Cai: According to the slogan proposed by the Chinese Communist Party, it does depict a vision by the year 2049 (with several milestones). Starting from Deng Xiaoping, he said that by the year 2000, China should enter the initial phase of escaping from poverty. Then he said by the time of around 2010, the GDP should double. We should by then achieve the initial phase of moderate prosperity. By 2049, our system will be more well-rounded, and our national power will have caught up with moderately developed countries. The entire system is relatively sound. This was based on the initial idea that the country could be reformed. If you give up totalitarian rule, you could realize political transformation through reforms, then by 2049, it could be a process in which everyone could peacefully coexist. If (the party) insists on a system of totalitarian rule, then by 2049, it will want to take over the world and pursue global dominance. Objectively, whether you admit it or not, it would be using 100 years to annex countries in the world. Meanwhile, I do not believe that the Chinese Communist Party has, from the beginning, considered ruling China with totalitarianism for 100 years and to take over the world after 2049. I truly do not think so. However, it is true that Mao and his comrades believed in the liberation of mankind. It is possible, then, to apply a kind of communist concept of liberating mankind to this.
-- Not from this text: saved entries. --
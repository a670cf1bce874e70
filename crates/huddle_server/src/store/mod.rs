#![forbid(unsafe_code)]

pub mod credentials;
pub mod hasher;
pub mod messages;
pub mod moderation;
pub mod persist;

#[cfg(test)]
mod store_tests;

use std::path::{Path, PathBuf};

use huddle_domain::{ChatMessage, RoomName, UserRecord};
use huddle_util::secret::SecretString;

use crate::error::PersistenceError;
use crate::store::moderation::ModerationConfig;
use crate::store::persist::{read_json_if_exists, write_json_atomic};

pub const USERS_FILE: &str = "users.json";
pub const MESSAGES_DIR: &str = "messages";
pub const MODERATION_FILE: &str = "moderation.json";

/// File locations below the data directory.
#[derive(Debug, Clone, PartialEq, Eq)]
pub struct DataLayout {
	pub root: PathBuf,
}

impl DataLayout {
	pub fn new(root: impl Into<PathBuf>) -> Self {
		Self { root: root.into() }
	}

	pub fn users_file(&self) -> PathBuf {
		self.root.join(USERS_FILE)
	}

	pub fn messages_dir(&self) -> PathBuf {
		self.root.join(MESSAGES_DIR)
	}

	pub fn moderation_file(&self) -> PathBuf {
		self.root.join(MODERATION_FILE)
	}
}

/// Creates the data directory skeleton without touching existing files.
/// Returns the paths that were created.
pub async fn init_data_dir(layout: &DataLayout, seed_admin: Option<&SecretString>) -> Result<Vec<PathBuf>, PersistenceError> {
	let mut created = Vec::new();

	let moderation_path = layout.moderation_file();
	let had_moderation = exists(&moderation_path).await;
	ModerationConfig::load_or_create(&moderation_path, seed_admin).await?;
	if !had_moderation {
		created.push(moderation_path);
	}

	let users = layout.users_file();
	if read_json_if_exists::<Vec<UserRecord>>(&users).await?.is_none() {
		write_json_atomic(&users, &Vec::<UserRecord>::new()).await?;
		created.push(users);
	}

	let general = layout.messages_dir().join(format!("{}.json", RoomName::general()));
	if read_json_if_exists::<Vec<ChatMessage>>(&general).await?.is_none() {
		write_json_atomic(&general, &Vec::<ChatMessage>::new()).await?;
		created.push(general);
	}

	Ok(created)
}

async fn exists(path: &Path) -> bool {
	tokio::fs::try_exists(path).await.unwrap_or(false)
}
#![forbid(unsafe_code)]

use std::io::ErrorKind;
use std::path::{Path, PathBuf};

use serde::Serialize;
use serde::de::DeserializeOwned;

use crate::error::PersistenceError;

/// Reads and decodes `path`; a missing file is `Ok(None)`.
pub async fn read_json_if_exists<T: DeserializeOwned>(path: &Path) -> Result<Option<T>, PersistenceError> {
	match tokio::fs::read(path).await {
		Ok(bytes) => serde_json::from_slice(&bytes)
			.map(Some)
			.map_err(|source| PersistenceError::Decode {
				path: path.to_path_buf(),
				source,
			}),
		Err(e) if e.kind() == ErrorKind::NotFound => Ok(None),
		Err(source) => Err(PersistenceError::Read {
			path: path.to_path_buf(),
			source,
		}),
	}
}

/// Rewrites `path` in full: serialize, write a sibling temp file, rename over.
pub async fn write_json_atomic<T: Serialize + ?Sized>(path: &Path, value: &T) -> Result<(), PersistenceError> {
	let bytes = serde_json::to_vec_pretty(value)?;

	if let Some(parent) = path.parent()
		&& !parent.as_os_str().is_empty()
	{
		tokio::fs::create_dir_all(parent)
			.await
			.map_err(|source| write_err(parent, source))?;
	}

	let tmp = tmp_path(path);
	tokio::fs::write(&tmp, &bytes)
		.await
		.map_err(|source| write_err(&tmp, source))?;

	if let Err(source) = tokio::fs::rename(&tmp, path).await {
		let _ = tokio::fs::remove_file(&tmp).await;
		return Err(write_err(path, source));
	}

	Ok(())
}

fn tmp_path(path: &Path) -> PathBuf {
	let mut name = path.file_name().map(|n| n.to_os_string()).unwrap_or_default();
	name.push(".tmp");
	path.with_file_name(name)
}

fn write_err(path: &Path, source: std::io::Error) -> PersistenceError {
	PersistenceError::Write {
		path: path.to_path_buf(),
		source,
	}
}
RFA: What is your view on the outlook for U.S.-China relations?
Cai: With regards to the outlook of the U.S.-China relations, I believe that as long as Xi remains in power and as long as the political system in China does not change, confrontation will only worsen and intensify. Whether the Cold War will evolve into a hot war is hard to say, because it depends on whether the CCP has the guts to enter a war with the U.S.. There is no need to guess who would win because China will lose for sure. Once this war is lost, the collapse of the (CCP) regime will follow. Frankly speaking, the Cold War has already begun. However, should a change occur domestically in China – say Xi steps down – then the progressive forces in the party could take the lead and initiate the changes; that is, to shed the party shell, to abandon the fundamental system, and to pursue the political progress of all of China. I believe there will be external forces to facilitate such changes when that time comes. By that time, the U.S. and China can repair their relationship, which will then move in a positive direction.
RFA: You were born into a “Red Family.” You have experienced the Cultural Revolution and you were a Red Guard. As someone who has been within the system for many years – in your words, a former Communist Party member who just recently “returned” to the ranks of the people. In terms of your academic research and your experiences, what do you think you can offer as an example for today’s young people in China?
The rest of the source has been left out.